(Dataset items)
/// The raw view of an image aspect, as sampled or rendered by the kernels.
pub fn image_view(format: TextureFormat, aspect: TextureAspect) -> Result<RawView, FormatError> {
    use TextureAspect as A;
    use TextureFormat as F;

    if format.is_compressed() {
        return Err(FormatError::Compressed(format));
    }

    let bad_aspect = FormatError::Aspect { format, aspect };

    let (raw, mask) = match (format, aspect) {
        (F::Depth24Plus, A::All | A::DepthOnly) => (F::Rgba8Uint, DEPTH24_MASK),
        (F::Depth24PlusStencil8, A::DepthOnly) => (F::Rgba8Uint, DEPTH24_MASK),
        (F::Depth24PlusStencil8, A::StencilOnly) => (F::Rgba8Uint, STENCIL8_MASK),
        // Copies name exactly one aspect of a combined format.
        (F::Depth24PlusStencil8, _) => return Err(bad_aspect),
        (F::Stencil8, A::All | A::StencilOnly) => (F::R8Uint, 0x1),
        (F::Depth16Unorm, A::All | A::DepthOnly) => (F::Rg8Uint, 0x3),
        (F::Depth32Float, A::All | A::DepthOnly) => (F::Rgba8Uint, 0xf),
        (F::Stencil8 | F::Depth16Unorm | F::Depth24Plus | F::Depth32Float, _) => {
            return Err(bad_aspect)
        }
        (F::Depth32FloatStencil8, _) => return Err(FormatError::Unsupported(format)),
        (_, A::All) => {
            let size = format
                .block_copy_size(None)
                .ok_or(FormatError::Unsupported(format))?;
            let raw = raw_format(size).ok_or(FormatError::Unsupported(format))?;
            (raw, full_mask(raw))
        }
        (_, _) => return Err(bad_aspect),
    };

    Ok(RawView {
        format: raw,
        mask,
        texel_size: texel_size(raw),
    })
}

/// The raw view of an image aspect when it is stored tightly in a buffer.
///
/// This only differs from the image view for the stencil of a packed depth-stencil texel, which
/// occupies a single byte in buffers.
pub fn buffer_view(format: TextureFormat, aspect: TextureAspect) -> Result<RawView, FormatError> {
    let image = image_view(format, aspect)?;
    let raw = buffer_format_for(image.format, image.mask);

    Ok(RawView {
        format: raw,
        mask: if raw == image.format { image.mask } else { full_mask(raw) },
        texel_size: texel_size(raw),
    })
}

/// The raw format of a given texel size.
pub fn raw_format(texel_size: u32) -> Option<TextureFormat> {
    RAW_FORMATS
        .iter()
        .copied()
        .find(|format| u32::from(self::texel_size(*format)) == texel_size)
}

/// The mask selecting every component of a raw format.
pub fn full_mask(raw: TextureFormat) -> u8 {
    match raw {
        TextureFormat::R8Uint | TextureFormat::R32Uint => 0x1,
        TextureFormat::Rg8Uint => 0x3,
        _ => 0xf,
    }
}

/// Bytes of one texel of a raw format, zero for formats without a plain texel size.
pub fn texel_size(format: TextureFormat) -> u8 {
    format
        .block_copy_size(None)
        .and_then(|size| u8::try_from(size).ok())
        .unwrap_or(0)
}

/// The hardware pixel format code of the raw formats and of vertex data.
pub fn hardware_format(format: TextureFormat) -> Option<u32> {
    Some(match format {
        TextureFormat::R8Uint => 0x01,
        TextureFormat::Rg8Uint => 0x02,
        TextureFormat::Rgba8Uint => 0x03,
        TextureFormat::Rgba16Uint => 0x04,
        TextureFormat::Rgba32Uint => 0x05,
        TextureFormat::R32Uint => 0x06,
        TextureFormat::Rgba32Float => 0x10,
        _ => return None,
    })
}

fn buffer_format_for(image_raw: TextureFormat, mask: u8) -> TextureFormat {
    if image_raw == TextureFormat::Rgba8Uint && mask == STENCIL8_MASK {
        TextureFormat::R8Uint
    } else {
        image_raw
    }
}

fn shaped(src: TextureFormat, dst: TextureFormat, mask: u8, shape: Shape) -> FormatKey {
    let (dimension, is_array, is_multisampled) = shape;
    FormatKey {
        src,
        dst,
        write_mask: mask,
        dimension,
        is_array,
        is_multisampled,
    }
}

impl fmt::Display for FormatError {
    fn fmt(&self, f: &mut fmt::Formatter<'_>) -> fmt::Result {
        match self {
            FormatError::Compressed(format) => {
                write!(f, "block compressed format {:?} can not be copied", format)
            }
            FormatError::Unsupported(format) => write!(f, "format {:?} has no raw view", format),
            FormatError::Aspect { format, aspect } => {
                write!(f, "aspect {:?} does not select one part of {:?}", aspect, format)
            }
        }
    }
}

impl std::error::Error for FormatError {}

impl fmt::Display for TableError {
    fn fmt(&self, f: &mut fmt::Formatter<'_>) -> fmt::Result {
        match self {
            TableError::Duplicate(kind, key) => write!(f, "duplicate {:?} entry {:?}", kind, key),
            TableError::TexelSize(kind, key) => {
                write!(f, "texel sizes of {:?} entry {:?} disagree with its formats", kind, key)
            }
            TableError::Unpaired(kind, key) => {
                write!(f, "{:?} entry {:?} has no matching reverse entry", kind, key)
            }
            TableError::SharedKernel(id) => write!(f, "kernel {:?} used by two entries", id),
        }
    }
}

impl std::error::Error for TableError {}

...

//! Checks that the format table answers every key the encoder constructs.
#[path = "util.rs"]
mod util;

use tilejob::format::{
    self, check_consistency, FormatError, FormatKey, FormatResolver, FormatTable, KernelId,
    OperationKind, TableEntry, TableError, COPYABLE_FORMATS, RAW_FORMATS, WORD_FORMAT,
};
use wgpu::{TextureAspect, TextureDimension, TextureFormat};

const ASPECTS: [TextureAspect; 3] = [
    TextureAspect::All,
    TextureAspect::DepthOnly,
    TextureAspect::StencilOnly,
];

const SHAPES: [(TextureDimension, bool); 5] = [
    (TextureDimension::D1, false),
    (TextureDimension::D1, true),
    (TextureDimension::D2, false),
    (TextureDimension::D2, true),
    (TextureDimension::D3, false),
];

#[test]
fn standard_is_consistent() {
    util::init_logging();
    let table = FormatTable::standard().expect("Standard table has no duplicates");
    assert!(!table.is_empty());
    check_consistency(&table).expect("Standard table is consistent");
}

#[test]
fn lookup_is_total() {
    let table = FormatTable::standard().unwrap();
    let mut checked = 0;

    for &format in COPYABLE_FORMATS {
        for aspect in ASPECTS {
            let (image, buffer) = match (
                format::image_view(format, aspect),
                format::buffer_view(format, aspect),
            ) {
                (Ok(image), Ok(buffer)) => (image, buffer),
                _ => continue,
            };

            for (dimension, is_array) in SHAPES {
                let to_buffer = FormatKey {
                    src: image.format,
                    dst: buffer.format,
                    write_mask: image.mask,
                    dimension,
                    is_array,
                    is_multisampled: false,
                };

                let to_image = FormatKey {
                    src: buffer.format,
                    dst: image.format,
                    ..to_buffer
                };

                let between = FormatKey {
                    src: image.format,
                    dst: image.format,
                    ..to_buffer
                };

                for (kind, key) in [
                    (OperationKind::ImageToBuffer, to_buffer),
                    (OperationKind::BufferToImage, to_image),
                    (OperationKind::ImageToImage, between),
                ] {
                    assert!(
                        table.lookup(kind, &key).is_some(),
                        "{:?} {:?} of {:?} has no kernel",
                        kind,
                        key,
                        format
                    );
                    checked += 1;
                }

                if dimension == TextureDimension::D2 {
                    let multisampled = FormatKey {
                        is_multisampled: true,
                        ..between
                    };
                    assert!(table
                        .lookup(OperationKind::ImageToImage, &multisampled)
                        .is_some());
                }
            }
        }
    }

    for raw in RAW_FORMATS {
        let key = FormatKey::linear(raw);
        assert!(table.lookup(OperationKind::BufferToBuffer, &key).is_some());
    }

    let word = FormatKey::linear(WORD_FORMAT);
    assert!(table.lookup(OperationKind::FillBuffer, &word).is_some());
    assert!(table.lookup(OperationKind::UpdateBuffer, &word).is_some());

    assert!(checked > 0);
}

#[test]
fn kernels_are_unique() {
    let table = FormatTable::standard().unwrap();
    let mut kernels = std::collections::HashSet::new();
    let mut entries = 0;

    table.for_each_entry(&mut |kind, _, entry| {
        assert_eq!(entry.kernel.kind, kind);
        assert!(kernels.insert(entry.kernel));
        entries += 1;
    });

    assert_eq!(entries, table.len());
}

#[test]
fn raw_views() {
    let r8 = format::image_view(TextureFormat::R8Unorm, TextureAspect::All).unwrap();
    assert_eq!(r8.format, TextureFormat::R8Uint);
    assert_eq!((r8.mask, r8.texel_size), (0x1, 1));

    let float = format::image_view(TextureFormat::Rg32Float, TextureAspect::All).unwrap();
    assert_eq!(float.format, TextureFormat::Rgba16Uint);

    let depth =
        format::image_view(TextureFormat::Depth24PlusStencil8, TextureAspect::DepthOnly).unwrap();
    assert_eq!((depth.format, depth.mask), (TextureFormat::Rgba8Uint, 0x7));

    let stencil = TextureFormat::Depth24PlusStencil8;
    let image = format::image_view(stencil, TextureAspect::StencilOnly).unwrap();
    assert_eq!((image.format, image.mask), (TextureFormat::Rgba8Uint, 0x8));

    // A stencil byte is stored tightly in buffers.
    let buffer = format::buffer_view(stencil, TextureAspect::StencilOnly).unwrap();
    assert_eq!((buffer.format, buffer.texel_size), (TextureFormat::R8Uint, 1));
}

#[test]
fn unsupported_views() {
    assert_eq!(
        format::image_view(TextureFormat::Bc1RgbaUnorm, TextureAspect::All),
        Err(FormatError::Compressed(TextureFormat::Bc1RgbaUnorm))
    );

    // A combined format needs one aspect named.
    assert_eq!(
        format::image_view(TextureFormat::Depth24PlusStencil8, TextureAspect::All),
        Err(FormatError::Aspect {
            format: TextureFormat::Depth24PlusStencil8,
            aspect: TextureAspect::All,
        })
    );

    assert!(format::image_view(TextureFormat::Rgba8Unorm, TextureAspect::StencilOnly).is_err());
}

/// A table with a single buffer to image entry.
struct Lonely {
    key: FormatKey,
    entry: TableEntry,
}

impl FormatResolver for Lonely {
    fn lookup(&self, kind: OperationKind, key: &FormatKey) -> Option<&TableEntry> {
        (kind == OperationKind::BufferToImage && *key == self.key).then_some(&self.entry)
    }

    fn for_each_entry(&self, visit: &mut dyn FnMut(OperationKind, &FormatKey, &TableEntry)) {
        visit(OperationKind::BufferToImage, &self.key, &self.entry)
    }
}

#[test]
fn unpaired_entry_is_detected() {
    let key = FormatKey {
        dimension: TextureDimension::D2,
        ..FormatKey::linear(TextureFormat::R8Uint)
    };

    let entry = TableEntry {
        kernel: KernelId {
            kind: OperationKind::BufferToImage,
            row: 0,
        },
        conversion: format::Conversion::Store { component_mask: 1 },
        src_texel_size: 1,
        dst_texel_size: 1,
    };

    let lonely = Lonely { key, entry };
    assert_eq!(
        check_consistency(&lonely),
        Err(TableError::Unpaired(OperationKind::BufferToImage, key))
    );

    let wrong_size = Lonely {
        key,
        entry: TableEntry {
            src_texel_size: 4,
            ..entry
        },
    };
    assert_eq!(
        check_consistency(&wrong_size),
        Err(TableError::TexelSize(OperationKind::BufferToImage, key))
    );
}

» **Task goal**
What is needed is a verbatim copy of every line in the records above from the one containing "by the kernels." down to the one containing "(F::Stencil8, A::All |", both included, and nothing more.

» **Response to this task**
/// The raw view of an image aspect, as sampled or rendered by the kernels.
pub fn image_view(format: TextureFormat, aspect: TextureAspect) -> Result<RawView, FormatError> {
    use TextureAspect as A;
    use TextureFormat as F;

    if format.is_compressed() {
        return Err(FormatError::Compressed(format));
    }

    let bad_aspect = FormatError::Aspect { format, aspect };

    let (raw, mask) = match (format, aspect) {
        (F::Depth24Plus, A::All | A::DepthOnly) => (F::Rgba8Uint, DEPTH24_MASK),
        (F::Depth24PlusStencil8, A::DepthOnly) => (F::Rgba8Uint, DEPTH24_MASK),
        (F::Depth24PlusStencil8, A::StencilOnly) => (F::Rgba8Uint, STENCIL8_MASK),
        // Copies name exactly one aspect of a combined format.
        (F::Depth24PlusStencil8, _) => return Err(bad_aspect),
        (F::Stencil8, A::All | A::StencilOnly) => (F::R8Uint, 0x1),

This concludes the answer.